//! Delivery of the rendered message to a chat platform.
//!
//! Only Telegram's Bot API (`sendMessage`) is implemented. A delivery
//! failure is the one error that makes a run unsuccessful.

pub mod telegram;

use thiserror::Error;

pub use telegram::TelegramNotifier;

/// Why a message could not be delivered.
#[derive(Debug, Error)]
pub enum DeliveryError {
    /// The request never produced a response (connect, DNS, TLS, timeout).
    #[error("delivery request failed: {0}")]
    Transport(String),

    /// Non-2xx answer from the platform.
    #[error("delivery failed with HTTP {status}: {description}")]
    HttpStatus { status: u16, description: String },

    /// 2xx answer whose body reports `ok: false`.
    #[error("delivery rejected: {0}")]
    Rejected(String),

    /// 2xx answer that is not the platform's JSON envelope.
    #[error("unexpected delivery response: {0}")]
    InvalidResponse(String),
}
■ ■ ■ ■ ■
Work to complete:
Every record should be printed again exactly as it reads.

Exercise response:
//! Delivery of the rendered message to a chat platform.
//!
//! Only Telegram's Bot API (`sendMessage`) is implemented. A delivery
//! failure is the one error that makes a run unsuccessful.

pub mod telegram;

use thiserror::Error;

pub use telegram::TelegramNotifier;

/// Why a message could not be delivered.
#[derive(Debug, Error)]
pub enum DeliveryError {
    /// The request never produced a response (connect, DNS, TLS, timeout).
    #[error("delivery request failed: {0}")]
    Transport(String),

    /// Non-2xx answer from the platform.
    #[error("delivery failed with HTTP {status}: {description}")]
    HttpStatus { status: u16, description: String },

    /// 2xx answer whose body reports `ok: false`.
    #[error("delivery rejected: {0}")]
    Rejected(String),

    /// 2xx answer that is not the platform's JSON envelope.
    #[error("unexpected delivery response: {0}")]
    InvalidResponse(String),
}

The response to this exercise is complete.